Changes for producers & processors. Though medical marijuana patients in Washington are already permitted to grow cannabis in their homes for personal use and may form a collective to grow medical cannabis together there has been no legal means for medical patients to buy cannabis plants because cannabis producers were prohibited from selling cannabis to individuals who did not hold a license to produce, process, or sell marijuana. SB 5131 changes this by allowing “qualified medical marijuana patients and designated providers to purchase immature plants, clones, or seeds from a licensed producer.” This means cannabis producers can now legally sell immature plants, clones, and seeds to medical marijuana patients. However, “to purchase plants or clones, the patients and providers must hold a recognition card and be entered in the medical marijuana authorization database.” Patients that choose not to enter Washington State’s medical marijuana database cannot obtain a recognition card and may only purchase seeds. Though SB 5131 goes into place June 23, the LCB will likely need time to create rules and implement this program.

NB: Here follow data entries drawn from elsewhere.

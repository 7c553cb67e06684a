//! In-process HTTP server for fetch tests.

use std::sync::atomic::{AtomicUsize, Ordering};
use std::sync::Arc;
use std::time::Duration;

use axum::response::Html;
use axum::routing::{get, MethodRouter};
use axum::Router;
use tokio::net::TcpListener;

pub struct TestServer {
    base_url: String,
    shutdown_tx: Option<tokio::sync::oneshot::Sender<()>>,
}

impl TestServer {
    /// Spawn `router` on a random localhost port.
    pub async fn new(router: Router) -> Self {
        let listener = TcpListener::bind("127.0.0.1:0")
            .await
            .expect("bind test listener");
        let addr = listener.local_addr().expect("test listener addr");

        let (shutdown_tx, shutdown_rx) = tokio::sync::oneshot::channel();
        let server = axum::serve(listener, router).with_graceful_shutdown(async {
            shutdown_rx.await.ok();
        });
        tokio::spawn(async move {
            server.await.expect("run test server");
        });

        tokio::time::sleep(Duration::from_millis(50)).await;

        Self {
            base_url: format!("http://{}/", addr),
            shutdown_tx: Some(shutdown_tx),
        }
    }

    pub fn base_url(&self) -> &str {
        &self.base_url
    }

    pub fn url(&self, path: &str) -> String {
        format!("{}{}", self.base_url, path.trim_start_matches('/'))
    }
}

impl Drop for TestServer {
    fn drop(&mut self) {
        if let Some(tx) = self.shutdown_tx.take() {
            let _ = tx.send(());
        }
    }
}

/// Shared hit counter for asserting how many requests a route served.
#[derive(Clone, Default)]
pub struct Hits(Arc<AtomicUsize>);

impl Hits {
    pub fn bump(&self) {
        self.0.fetch_add(1, Ordering::SeqCst);
    }

    pub fn get(&self) -> usize {
        self.0.load(Ordering::SeqCst)
    }
}

/// Route serving a fixed HTML body.
pub fn html(body: String) -> MethodRouter {
    get(move || {
        let body = body.clone();
        async move { Html(body) }
    })
}

/// Like [`html`], counting each request in `hits`.
pub fn html_counted(body: String, hits: Hits) -> MethodRouter {
    get(move || {
        let body = body.clone();
        hits.bump();
        async move { Html(body) }
    })
}

pub fn fixture(name: &str) -> String {
    std::fs::read_to_string(format!("tests/fixtures/{}.html", name))
        .unwrap_or_else(|e| panic!("fixture {}: {}", name, e))
}

pub fn client() -> reqwest::Client {
    reqwest::Client::new()
}
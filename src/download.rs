use std::path::{Path, PathBuf};

use anyhow::{Context, Result};
use indicatif::{ProgressBar, ProgressStyle};
use reqwest::Client;
use tokio::fs::File;
use tokio::io::AsyncWriteExt;
use tracing::{info, warn};
use url::Url;

use crate::db::MetadataStore;
use crate::error::CrawlError;
use crate::net;

/// Progress is logged each time another 5% of the batch completes.
const PROGRESS_STEPS: usize = 20;

/// Result of one asset transfer.
#[derive(Debug, Clone, PartialEq, Eq)]
pub enum DownloadOutcome {
    Saved { path: PathBuf, bytes: u64 },
    Failed { reason: String },
    /// Record had no asset URL.
    MissingLink,
}

impl DownloadOutcome {
    pub fn is_saved(&self) -> bool {
        matches!(self, DownloadOutcome::Saved { .. })
    }
}

/// Per-URL outcomes in input order.
#[derive(Debug, Default)]
pub struct DownloadReport {
    pub outcomes: Vec<(String, DownloadOutcome)>,
}

impl DownloadReport {
    pub fn saved(&self) -> usize {
        self.count(|o| o.is_saved())
    }

    pub fn failed(&self) -> usize {
        self.count(|o| matches!(o, DownloadOutcome::Failed { .. }))
    }

    pub fn missing(&self) -> usize {
        self.count(|o| matches!(o, DownloadOutcome::MissingLink))
    }

    pub fn failures(&self) -> impl Iterator<Item = (&str, &str)> {
        self.outcomes.iter().filter_map(|(url, o)| match o {
            DownloadOutcome::Failed { reason } => Some((url.as_str(), reason.as_str())),
            _ => None,
        })
    }

    pub fn summary(&self) -> String {
        format!(
            "{} assets: {} saved, {} failed, {} without link",
            self.outcomes.len(),
            self.saved(),
            self.failed(),
            self.missing()
        )
    }

    fn count(&self, pred: impl Fn(&DownloadOutcome) -> bool) -> usize {
        self.outcomes.iter().filter(|(_, o)| pred(o)).count()
    }
}

/// Percentage to log after item `done` of `total`, if this item crosses into
/// a new 5% band or finishes the batch.
fn progress_mark(done: usize, total: usize) -> Option<usize> {
    if done == 0 || total == 0 {
        return None;
    }
    let band = |n: usize| n * PROGRESS_STEPS / total;
    if band(done) > band(done - 1) || done == total {
        Some(done * 100 / total)
    } else {
        None
    }
}

/// Local file name for `url`: its last non-empty path segment.
pub fn file_name(url: &str) -> Option<String> {
    let parsed = Url::parse(url).ok()?;
    parsed
        .path_segments()?
        .filter(|s| !s.is_empty())
        .last()
        .map(str::to_string)
}

/// Stream `url` into `dest`, returning the byte count written.
async fn fetch_to_file(client: &Client, url: &str, dest: &Path) -> Result<u64, CrawlError> {
    let mut response = net::get(client, url).await?;
    let mut file = File::create(dest).await?;
    let mut written = 0u64;
    while let Some(chunk) = response.chunk().await? {
        file.write_all(&chunk).await?;
        written += chunk.len() as u64;
    }
    file.flush().await?;
    Ok(written)
}

async fn download_one(client: &Client, url: &str, dest_dir: &Path) -> DownloadOutcome {
    if url.is_empty() {
        return DownloadOutcome::MissingLink;
    }
    let Some(name) = file_name(url) else {
        return DownloadOutcome::Failed {
            reason: "no file name in URL".to_string(),
        };
    };
    let path = dest_dir.join(name);
    match fetch_to_file(client, url, &path).await {
        Ok(bytes) => DownloadOutcome::Saved { path, bytes },
        Err(e) => DownloadOutcome::Failed {
            reason: e.to_string(),
        },
    }
}

/// Download every URL into `dest_dir`, one at a time. A failed transfer is
/// recorded and the batch moves on; partial files are left on disk.
pub async fn download_all(client: &Client, urls: &[String], dest_dir: &Path) -> Result<DownloadReport> {
    tokio::fs::create_dir_all(dest_dir)
        .await
        .with_context(|| format!("Failed to create {:?}", dest_dir))?;

    let total = urls.len();
    let pb = ProgressBar::new(total as u64);
    pb.set_style(
        ProgressStyle::default_bar()
            .template("[{elapsed_precise}] {bar:40} {pos}/{len} ({per_sec}, eta {eta})")?
            .progress_chars("=> "),
    );

    let mut report = DownloadReport::default();
    for (i, url) in urls.iter().enumerate() {
        let outcome = download_one(client, url, dest_dir).await;
        if let DownloadOutcome::Failed { reason } = &outcome {
            pb.suspend(|| warn!("Download failed for {}: {}", url, reason));
        }
        report.outcomes.push((url.clone(), outcome));
        pb.inc(1);

        if let Some(pct) = progress_mark(i + 1, total) {
            pb.suspend(|| info!("{}% downloaded", pct));
        }
    }
    pb.finish_and_clear();

    info!("{}", report.summary());
    Ok(report)
}

/// Asset pass: download the asset of every stored record.
pub async fn download_records<S: MetadataStore>(
    client: &Client,
    store: &S,
    dest_dir: &Path,
) -> Result<DownloadReport> {
    let urls: Vec<String> = store.scan()?.into_iter().map(|r| r.asset_url).collect();
    download_all(client, &urls, dest_dir).await
}
use std::sync::LazyLock;

use anyhow::Result;
use regex::Regex;
use reqwest::Client;
use scraper::{Html, Selector};
use tracing::{debug, info, warn};

use crate::db::{MetadataStore, Record};
use crate::error::CrawlError;
use crate::extract;
use crate::net;

static ANCHOR_SEL: LazyLock<Selector> = LazyLock::new(|| Selector::parse("a[href]").unwrap());
static ARCHIVE_RE: LazyLock<Regex> =
    LazyLock::new(|| Regex::new(r"(?i)\.(zip|rar|7z|tar|gz|tgz|bz2|xz)$").unwrap());

/// Fields found on an item's own page.
#[derive(Debug, Default, PartialEq, Eq)]
pub struct DetailFields {
    pub last_modified: String,
    pub chipset: String,
    pub asset_url: String,
}

/// Extract detail fields from a fetched page; `page_url` resolves a relative asset link.
pub fn parse_detail(page_url: &str, html: &str) -> DetailFields {
    let document = Html::parse_document(html);
    let root = document.root_element();

    let asset_url = document
        .select(&ANCHOR_SEL)
        .filter_map(|a| a.value().attr("href"))
        .map(net::normalize_path)
        .find(|href| is_archive(href))
        .and_then(|href| match net::resolve(page_url, &href) {
            Ok(url) => Some(url),
            Err(e) => {
                debug!("Unusable asset link {}: {}", href, e);
                None
            }
        })
        .unwrap_or_default();

    DetailFields {
        last_modified: extract::extract(root, &extract::LAST_MODIFIED),
        chipset: extract::extract(root, &extract::CHIPSET),
        asset_url,
    }
}

/// Whether `href` points at a compressed archive (query and fragment ignored).
pub fn is_archive(href: &str) -> bool {
    let path = href.split(['?', '#']).next().unwrap_or(href);
    ARCHIVE_RE.is_match(path)
}

async fn fetch_detail(client: &Client, url: &str) -> Result<DetailFields, CrawlError> {
    let body = net::fetch_html(client, url).await?;
    Ok(parse_detail(url, &body))
}

/// Fetch `record`'s detail page and fill in its detail fields.
/// The asset URL is cleared first, so a failure leaves the record without one.
async fn try_enrich(
    client: &Client,
    record: &mut Record,
    base_url: &str,
) -> Result<(), CrawlError> {
    record.asset_url.clear();
    if record.detail_path.is_empty() {
        debug!("No detail page for {}", record.title);
        return Ok(());
    }

    let url = net::resolve(base_url, &record.detail_path)?;
    let fields = fetch_detail(client, &url).await?;
    record.last_modified = fields.last_modified;
    record.chipset = fields.chipset;
    record.asset_url = fields.asset_url;
    Ok(())
}

/// A record after its detail pass. `error` is set when the detail page could
/// not be fetched; the record then has no asset URL.
#[derive(Debug)]
pub struct Enriched {
    pub record: Record,
    pub error: Option<CrawlError>,
}

/// Fill in `record`'s detail fields. Never fails: a fetch error is logged and
/// handed back alongside the record.
pub async fn enrich(client: &Client, mut record: Record, base_url: &str) -> Enriched {
    let error = try_enrich(client, &mut record, base_url).await.err();
    if let Some(e) = &error {
        warn!("Detail fetch failed for {}: {}", record.title, e);
    }
    Enriched { record, error }
}

#[derive(Debug, Default, Clone, PartialEq, Eq)]
pub struct EnrichStats {
    pub total: usize,
    pub with_asset: usize,
    pub without_asset: usize,
    pub failed: usize,
}

/// Detail pass over every stored record.
pub async fn enrich_all<S: MetadataStore>(
    client: &Client,
    store: &S,
    base_url: &str,
) -> Result<EnrichStats> {
    let records = store.scan()?;
    let mut stats = EnrichStats {
        total: records.len(),
        ..Default::default()
    };

    for record in records {
        let Enriched { record, error } = enrich(client, record, base_url).await;
        if error.is_some() {
            stats.failed += 1;
        }
        if record.asset_url.is_empty() {
            stats.without_asset += 1;
        } else {
            stats.with_asset += 1;
        }
        store.upsert(&record.title, &record.detail_fields())?;
    }

    info!(
        "Enriched {} records: {} with asset, {} without ({} fetch errors)",
        stats.total, stats.with_asset, stats.without_asset, stats.failed
    );
    Ok(stats)
}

SB 5131 requires the LCB to adopt regulations for designating cannabis as organic similar to the federal the “organic” classification granted pursuant to federal regulations. Since cannabis is illegal under federal law, it cannot qualify under federal standards for organic certification. Cannabis producers and processors who choose to comply with Washington State organic standards can market their cannabis products as compliant with the LCB’s organic-style regulations.

SB 5131 also tasks the LCB with studying the viability of allowing processors to process industrial hemp. Under current Washington State law, processors may only process cannabis material grown by a producer. SB 5131 will not change this. However, depending on the results of the LCB’s study, processors could eventually be allowed to process hemp products grown by Washington farmers with permits to grow industrial hemp.

Washington marijuana businesses for years have faced a very robust set of rules and laws. SB 5131 only adds to the Evergreen State’s complex regulatory framework. Though businesses may view these regulations as overly burdensome, compliance is not optional and come June 23, SB 5131 will be the law of the land. Washington marijuana businesses should do all they can now to avoid pitfalls after June 23.